- **Exercise goal**: If a line comes after the one containing "async fn main() ->", leave it out; copy every line before it, and that line too, exactly as written, starting from the first line of the entries.

- **Extracted entries**:
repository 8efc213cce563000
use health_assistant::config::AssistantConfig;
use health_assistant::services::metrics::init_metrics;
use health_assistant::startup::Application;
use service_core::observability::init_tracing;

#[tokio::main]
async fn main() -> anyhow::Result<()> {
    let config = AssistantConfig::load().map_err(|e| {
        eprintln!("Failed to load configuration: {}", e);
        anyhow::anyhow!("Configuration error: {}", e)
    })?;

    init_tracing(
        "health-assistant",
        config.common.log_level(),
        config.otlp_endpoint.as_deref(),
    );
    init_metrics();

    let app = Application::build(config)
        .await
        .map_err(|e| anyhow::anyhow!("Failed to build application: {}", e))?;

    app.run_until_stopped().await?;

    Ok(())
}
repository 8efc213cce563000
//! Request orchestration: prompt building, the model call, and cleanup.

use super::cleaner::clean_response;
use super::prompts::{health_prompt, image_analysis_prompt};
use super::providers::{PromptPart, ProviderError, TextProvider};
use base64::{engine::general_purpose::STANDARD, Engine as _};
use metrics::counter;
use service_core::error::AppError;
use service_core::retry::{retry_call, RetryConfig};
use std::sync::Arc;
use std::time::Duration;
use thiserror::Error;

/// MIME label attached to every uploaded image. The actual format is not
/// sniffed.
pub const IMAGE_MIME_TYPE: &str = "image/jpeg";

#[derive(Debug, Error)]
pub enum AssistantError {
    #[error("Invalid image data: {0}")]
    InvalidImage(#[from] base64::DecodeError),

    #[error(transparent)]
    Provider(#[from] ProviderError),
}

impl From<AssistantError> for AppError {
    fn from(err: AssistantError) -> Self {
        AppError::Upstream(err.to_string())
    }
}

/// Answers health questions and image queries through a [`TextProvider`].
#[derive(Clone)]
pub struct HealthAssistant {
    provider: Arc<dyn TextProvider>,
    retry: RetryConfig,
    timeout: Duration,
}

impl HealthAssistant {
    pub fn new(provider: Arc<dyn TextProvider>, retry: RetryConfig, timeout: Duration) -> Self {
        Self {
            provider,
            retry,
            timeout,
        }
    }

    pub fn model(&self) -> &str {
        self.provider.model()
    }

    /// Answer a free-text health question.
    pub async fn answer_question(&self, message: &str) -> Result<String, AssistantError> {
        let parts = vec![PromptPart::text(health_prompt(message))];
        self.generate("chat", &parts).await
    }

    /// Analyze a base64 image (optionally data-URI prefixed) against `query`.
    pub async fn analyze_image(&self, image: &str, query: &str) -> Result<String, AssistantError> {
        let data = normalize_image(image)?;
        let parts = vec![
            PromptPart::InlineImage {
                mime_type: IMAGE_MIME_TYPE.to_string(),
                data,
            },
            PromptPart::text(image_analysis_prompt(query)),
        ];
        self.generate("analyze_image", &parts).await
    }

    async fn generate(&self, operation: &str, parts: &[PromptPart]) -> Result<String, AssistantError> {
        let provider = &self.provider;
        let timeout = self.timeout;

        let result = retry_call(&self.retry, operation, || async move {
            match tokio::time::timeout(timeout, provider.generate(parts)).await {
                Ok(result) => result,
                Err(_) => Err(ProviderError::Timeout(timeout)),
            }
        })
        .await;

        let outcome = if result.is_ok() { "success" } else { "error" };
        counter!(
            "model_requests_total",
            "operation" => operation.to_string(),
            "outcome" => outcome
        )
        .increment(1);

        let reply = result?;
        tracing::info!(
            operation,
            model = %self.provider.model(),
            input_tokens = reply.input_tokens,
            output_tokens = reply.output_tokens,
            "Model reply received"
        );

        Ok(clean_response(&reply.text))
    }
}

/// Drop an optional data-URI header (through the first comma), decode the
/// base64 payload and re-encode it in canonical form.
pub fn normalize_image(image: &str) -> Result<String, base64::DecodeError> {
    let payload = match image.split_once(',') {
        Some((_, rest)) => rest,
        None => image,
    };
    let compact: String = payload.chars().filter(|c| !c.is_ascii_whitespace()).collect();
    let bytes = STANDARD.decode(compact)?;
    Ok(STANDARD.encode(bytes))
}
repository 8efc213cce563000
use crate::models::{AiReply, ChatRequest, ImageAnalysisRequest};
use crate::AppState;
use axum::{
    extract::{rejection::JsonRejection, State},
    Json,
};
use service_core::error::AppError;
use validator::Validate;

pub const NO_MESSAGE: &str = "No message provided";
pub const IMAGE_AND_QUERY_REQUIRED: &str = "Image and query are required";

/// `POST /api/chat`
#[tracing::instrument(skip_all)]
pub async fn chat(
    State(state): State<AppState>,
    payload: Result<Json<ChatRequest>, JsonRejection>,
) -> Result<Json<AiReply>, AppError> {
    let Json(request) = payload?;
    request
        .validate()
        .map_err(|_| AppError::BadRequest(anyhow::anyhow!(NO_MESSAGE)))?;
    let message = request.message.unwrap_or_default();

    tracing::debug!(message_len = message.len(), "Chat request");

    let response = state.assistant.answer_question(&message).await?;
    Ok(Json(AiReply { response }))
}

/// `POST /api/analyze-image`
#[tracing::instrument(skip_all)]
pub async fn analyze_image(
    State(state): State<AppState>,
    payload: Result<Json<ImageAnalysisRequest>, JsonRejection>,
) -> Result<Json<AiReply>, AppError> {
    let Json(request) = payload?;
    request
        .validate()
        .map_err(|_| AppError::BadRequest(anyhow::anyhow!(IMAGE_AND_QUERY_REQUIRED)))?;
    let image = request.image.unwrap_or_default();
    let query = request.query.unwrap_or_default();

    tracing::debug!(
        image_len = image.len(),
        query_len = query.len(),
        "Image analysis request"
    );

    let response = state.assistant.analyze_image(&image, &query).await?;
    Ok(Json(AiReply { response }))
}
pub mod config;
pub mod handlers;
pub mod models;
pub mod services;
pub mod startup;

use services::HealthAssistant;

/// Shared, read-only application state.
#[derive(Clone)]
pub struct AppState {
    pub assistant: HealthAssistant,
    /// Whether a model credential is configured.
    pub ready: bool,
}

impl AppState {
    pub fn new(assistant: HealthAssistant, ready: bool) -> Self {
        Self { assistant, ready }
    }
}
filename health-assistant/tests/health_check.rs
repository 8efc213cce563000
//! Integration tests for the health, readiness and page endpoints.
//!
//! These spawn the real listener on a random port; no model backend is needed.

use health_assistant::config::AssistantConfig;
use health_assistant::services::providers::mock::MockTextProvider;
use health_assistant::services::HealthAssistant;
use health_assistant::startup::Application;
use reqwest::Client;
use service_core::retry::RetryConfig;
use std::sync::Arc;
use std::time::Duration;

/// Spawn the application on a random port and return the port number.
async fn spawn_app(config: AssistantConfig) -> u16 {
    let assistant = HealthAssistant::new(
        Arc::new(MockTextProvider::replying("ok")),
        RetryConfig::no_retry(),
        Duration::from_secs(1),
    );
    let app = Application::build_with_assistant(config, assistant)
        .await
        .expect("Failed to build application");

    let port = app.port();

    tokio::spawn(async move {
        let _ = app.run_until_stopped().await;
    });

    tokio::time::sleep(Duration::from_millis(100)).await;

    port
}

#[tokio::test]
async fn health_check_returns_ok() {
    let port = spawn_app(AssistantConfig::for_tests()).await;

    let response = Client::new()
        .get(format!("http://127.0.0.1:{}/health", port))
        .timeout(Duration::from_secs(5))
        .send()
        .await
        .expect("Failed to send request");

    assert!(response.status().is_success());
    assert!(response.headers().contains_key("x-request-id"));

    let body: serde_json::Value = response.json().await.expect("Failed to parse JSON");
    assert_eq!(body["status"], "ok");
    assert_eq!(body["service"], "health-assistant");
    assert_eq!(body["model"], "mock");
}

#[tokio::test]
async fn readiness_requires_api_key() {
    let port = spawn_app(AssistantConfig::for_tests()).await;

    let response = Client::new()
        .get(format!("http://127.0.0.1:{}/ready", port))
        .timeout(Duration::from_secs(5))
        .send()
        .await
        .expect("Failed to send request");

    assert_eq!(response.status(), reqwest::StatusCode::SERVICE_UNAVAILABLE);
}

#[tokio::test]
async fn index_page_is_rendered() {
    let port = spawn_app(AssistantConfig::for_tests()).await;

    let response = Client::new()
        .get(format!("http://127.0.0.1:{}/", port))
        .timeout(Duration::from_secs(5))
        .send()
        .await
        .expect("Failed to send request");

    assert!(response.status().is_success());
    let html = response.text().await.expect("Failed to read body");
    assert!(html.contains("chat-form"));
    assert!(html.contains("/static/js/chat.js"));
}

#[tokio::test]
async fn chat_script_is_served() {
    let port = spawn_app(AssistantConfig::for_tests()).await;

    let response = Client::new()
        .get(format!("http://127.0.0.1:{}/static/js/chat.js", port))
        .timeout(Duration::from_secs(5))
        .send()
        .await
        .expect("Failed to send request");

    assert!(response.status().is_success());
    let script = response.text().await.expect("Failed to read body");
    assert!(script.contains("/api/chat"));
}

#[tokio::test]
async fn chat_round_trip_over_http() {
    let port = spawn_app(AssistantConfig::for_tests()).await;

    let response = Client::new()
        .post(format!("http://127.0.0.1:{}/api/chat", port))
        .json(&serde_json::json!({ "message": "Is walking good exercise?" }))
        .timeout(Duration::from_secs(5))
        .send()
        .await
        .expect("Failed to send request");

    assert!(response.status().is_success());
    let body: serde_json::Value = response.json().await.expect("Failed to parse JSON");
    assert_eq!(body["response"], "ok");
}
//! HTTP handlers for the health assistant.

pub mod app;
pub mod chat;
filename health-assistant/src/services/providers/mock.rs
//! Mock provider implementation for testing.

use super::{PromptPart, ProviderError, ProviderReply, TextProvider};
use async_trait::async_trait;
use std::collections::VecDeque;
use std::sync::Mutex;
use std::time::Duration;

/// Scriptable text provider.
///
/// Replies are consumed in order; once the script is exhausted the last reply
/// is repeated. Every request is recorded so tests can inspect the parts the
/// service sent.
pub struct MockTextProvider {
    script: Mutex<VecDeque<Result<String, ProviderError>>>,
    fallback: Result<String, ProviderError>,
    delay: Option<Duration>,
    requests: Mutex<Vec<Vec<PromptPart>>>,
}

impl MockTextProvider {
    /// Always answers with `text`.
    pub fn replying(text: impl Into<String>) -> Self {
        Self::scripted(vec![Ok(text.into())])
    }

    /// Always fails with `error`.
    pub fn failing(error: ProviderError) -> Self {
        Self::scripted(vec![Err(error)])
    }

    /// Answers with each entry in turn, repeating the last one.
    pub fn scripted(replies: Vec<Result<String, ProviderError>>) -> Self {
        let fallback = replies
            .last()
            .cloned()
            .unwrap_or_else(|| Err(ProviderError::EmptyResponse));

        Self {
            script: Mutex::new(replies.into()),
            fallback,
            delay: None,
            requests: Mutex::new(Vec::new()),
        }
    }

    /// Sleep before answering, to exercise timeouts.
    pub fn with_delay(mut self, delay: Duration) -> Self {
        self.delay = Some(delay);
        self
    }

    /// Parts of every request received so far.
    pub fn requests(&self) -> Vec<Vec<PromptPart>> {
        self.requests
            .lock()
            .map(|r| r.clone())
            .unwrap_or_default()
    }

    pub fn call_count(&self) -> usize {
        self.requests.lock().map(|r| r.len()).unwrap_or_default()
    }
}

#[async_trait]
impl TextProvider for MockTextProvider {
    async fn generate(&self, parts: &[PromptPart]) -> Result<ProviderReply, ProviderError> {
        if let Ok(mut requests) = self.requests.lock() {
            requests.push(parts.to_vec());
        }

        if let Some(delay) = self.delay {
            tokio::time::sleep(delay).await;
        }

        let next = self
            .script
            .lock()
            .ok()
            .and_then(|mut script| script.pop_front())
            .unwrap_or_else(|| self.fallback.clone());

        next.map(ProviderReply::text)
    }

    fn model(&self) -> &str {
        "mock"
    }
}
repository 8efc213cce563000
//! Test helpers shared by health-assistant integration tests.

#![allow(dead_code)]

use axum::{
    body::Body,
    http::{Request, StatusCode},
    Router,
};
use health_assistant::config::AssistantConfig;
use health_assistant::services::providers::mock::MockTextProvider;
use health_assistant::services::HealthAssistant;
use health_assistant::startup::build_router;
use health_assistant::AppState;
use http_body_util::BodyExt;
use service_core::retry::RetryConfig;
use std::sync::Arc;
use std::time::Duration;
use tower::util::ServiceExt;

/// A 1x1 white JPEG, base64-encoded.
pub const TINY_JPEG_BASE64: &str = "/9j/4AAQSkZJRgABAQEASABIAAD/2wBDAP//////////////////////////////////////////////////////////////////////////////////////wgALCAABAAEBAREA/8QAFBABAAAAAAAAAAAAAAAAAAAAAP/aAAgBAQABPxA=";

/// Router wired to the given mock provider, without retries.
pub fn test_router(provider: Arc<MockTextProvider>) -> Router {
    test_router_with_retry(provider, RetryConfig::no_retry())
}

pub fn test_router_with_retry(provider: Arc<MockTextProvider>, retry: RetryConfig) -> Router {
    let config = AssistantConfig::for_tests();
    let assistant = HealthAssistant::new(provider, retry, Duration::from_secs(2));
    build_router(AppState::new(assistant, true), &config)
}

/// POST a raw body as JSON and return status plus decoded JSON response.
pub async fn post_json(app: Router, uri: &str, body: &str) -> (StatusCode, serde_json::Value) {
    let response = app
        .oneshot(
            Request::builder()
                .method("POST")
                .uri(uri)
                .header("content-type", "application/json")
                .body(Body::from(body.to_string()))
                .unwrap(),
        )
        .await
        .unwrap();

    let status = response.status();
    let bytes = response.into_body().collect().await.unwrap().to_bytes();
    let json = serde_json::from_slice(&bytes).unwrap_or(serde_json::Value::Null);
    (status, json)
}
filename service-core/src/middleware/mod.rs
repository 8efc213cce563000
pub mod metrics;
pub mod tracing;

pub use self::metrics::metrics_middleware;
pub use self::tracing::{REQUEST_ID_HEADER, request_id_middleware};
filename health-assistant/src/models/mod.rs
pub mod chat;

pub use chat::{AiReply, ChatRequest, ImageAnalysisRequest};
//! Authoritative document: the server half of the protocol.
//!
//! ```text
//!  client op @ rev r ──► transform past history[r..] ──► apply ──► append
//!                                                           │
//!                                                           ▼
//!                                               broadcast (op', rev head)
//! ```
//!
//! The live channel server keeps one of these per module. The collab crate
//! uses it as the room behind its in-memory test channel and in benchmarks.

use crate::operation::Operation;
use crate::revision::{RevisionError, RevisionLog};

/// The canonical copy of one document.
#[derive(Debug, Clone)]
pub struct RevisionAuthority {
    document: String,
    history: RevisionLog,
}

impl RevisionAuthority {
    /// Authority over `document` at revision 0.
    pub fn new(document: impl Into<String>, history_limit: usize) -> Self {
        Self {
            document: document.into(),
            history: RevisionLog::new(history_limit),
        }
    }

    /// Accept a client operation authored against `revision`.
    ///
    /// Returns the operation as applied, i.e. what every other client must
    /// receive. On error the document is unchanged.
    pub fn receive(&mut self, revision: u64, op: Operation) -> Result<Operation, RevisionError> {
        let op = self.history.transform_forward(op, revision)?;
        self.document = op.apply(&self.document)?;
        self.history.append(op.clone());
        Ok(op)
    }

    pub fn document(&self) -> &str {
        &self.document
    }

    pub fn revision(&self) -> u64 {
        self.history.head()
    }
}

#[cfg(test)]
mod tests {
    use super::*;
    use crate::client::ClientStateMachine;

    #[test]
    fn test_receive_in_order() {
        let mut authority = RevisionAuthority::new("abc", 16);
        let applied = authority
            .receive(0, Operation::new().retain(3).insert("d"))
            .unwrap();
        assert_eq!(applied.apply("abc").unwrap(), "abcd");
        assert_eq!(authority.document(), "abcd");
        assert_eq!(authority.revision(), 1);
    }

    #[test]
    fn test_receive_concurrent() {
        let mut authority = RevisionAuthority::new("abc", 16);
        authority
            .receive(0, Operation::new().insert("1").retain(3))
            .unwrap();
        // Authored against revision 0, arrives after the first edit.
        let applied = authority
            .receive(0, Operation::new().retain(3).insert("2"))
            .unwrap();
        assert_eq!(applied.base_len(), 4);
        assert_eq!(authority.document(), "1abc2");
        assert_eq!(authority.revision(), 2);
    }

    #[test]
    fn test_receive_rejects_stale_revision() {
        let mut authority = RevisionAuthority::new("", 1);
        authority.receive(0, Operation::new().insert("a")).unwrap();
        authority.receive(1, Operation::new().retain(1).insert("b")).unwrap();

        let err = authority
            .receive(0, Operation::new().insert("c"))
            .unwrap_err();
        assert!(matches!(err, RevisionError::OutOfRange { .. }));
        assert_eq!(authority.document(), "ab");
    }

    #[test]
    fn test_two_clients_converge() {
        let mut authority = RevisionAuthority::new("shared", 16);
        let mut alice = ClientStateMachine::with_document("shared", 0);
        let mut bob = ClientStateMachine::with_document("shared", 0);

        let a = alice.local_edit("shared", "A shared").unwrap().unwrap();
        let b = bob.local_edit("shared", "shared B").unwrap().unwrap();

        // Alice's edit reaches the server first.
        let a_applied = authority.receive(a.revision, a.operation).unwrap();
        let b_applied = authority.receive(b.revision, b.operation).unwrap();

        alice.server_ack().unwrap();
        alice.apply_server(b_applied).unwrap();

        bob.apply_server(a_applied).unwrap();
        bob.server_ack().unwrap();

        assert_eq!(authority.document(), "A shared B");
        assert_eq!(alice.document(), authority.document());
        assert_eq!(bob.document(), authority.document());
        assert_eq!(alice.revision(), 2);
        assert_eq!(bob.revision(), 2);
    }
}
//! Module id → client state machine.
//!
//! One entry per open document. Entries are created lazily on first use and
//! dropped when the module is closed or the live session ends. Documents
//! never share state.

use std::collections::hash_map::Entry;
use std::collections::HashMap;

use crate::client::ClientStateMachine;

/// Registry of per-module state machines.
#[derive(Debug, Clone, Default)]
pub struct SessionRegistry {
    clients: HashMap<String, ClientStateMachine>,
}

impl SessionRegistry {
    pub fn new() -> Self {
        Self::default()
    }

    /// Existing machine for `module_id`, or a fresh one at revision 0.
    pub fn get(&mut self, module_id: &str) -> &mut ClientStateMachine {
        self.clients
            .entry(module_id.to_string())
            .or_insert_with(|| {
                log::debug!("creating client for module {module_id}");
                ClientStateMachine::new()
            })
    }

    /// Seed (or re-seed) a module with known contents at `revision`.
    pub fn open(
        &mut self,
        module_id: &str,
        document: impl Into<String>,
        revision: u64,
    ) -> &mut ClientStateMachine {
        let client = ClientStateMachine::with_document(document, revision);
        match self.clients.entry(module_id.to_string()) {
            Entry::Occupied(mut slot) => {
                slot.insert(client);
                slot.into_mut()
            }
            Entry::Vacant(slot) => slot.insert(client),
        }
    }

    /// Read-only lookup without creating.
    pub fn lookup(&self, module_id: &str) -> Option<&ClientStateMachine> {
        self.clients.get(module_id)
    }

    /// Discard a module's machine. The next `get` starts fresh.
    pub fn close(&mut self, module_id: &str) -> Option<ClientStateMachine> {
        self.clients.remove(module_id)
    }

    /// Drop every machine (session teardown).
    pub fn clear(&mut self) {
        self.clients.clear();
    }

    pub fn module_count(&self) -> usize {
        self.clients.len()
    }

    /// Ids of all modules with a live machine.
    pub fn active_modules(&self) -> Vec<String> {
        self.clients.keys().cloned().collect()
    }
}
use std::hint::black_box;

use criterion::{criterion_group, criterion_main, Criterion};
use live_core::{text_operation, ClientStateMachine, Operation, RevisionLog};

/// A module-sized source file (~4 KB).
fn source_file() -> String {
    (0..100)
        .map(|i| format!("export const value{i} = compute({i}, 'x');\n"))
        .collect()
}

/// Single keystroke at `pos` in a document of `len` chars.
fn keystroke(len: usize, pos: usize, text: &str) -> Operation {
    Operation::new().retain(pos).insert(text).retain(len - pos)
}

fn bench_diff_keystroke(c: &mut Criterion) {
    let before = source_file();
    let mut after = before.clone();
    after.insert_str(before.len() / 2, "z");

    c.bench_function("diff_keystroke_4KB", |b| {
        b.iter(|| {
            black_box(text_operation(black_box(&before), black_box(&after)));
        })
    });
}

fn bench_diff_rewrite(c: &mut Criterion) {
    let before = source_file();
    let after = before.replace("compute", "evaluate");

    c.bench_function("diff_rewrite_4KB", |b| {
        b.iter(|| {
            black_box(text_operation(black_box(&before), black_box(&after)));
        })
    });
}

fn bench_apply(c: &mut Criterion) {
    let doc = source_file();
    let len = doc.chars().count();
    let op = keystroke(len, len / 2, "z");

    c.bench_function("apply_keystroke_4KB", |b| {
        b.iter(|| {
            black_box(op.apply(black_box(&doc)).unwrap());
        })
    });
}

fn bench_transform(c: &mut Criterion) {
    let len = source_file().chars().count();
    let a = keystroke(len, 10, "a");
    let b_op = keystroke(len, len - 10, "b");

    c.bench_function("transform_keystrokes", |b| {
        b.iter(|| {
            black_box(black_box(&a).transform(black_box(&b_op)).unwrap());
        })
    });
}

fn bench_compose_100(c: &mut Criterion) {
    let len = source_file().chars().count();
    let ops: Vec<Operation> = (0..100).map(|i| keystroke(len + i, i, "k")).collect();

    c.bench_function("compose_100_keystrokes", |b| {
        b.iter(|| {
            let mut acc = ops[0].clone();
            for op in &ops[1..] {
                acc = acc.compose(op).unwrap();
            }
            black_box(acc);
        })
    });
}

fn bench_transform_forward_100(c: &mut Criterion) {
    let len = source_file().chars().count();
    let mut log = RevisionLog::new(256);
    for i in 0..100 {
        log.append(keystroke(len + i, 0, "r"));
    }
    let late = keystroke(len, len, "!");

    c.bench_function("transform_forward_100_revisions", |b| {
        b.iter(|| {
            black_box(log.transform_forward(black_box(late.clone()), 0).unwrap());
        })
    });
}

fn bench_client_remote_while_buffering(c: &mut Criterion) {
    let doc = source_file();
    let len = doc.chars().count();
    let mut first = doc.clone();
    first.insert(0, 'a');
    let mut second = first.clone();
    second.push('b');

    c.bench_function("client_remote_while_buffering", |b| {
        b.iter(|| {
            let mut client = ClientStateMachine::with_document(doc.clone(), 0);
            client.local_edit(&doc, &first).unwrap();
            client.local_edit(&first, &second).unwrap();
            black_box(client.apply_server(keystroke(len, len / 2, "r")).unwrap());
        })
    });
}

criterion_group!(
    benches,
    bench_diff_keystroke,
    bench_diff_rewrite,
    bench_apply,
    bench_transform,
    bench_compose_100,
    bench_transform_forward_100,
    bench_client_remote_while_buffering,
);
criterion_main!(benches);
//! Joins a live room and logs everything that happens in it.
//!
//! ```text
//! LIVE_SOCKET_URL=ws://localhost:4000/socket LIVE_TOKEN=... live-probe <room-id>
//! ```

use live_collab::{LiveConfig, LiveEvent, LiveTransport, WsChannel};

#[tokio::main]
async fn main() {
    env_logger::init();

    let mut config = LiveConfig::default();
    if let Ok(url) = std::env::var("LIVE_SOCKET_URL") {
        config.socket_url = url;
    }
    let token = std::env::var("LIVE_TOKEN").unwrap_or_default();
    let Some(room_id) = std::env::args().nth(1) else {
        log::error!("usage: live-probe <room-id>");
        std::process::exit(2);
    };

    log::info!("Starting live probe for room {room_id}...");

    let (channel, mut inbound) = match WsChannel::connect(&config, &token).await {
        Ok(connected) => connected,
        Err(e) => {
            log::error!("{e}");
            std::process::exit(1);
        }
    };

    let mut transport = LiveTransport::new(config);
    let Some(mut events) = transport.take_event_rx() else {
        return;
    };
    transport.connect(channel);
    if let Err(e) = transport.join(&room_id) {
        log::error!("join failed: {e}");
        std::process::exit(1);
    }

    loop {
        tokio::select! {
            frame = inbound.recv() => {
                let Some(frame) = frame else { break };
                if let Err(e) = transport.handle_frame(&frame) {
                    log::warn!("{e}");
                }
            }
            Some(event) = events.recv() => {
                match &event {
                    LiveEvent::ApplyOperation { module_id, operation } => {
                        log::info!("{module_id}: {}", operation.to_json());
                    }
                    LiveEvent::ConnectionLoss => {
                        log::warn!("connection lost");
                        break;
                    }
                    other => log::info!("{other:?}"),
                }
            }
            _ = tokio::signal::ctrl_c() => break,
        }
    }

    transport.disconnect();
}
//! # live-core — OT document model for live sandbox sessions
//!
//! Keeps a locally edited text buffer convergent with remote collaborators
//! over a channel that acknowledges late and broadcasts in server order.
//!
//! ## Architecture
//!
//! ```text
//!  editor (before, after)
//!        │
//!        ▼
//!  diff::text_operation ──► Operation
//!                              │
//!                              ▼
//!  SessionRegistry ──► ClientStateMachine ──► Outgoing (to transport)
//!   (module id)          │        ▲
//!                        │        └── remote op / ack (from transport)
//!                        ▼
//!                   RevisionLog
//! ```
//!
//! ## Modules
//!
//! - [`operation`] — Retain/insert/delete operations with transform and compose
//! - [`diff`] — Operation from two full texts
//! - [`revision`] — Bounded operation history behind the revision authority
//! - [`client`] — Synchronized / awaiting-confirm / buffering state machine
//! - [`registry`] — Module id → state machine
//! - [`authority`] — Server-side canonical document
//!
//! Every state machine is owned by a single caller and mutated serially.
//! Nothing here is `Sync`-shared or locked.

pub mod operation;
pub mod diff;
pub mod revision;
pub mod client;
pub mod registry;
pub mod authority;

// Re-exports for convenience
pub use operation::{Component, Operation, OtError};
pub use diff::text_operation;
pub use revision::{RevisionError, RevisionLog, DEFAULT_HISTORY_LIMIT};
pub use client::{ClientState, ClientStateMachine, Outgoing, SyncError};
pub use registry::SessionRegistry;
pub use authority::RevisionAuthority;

- **Answer for this exercise**:
repository 8efc213cce563000
use health_assistant::config::AssistantConfig;
use health_assistant::services::metrics::init_metrics;
use health_assistant::startup::Application;
use service_core::observability::init_tracing;

#[tokio::main]
async fn main() -> anyhow::Result<()> {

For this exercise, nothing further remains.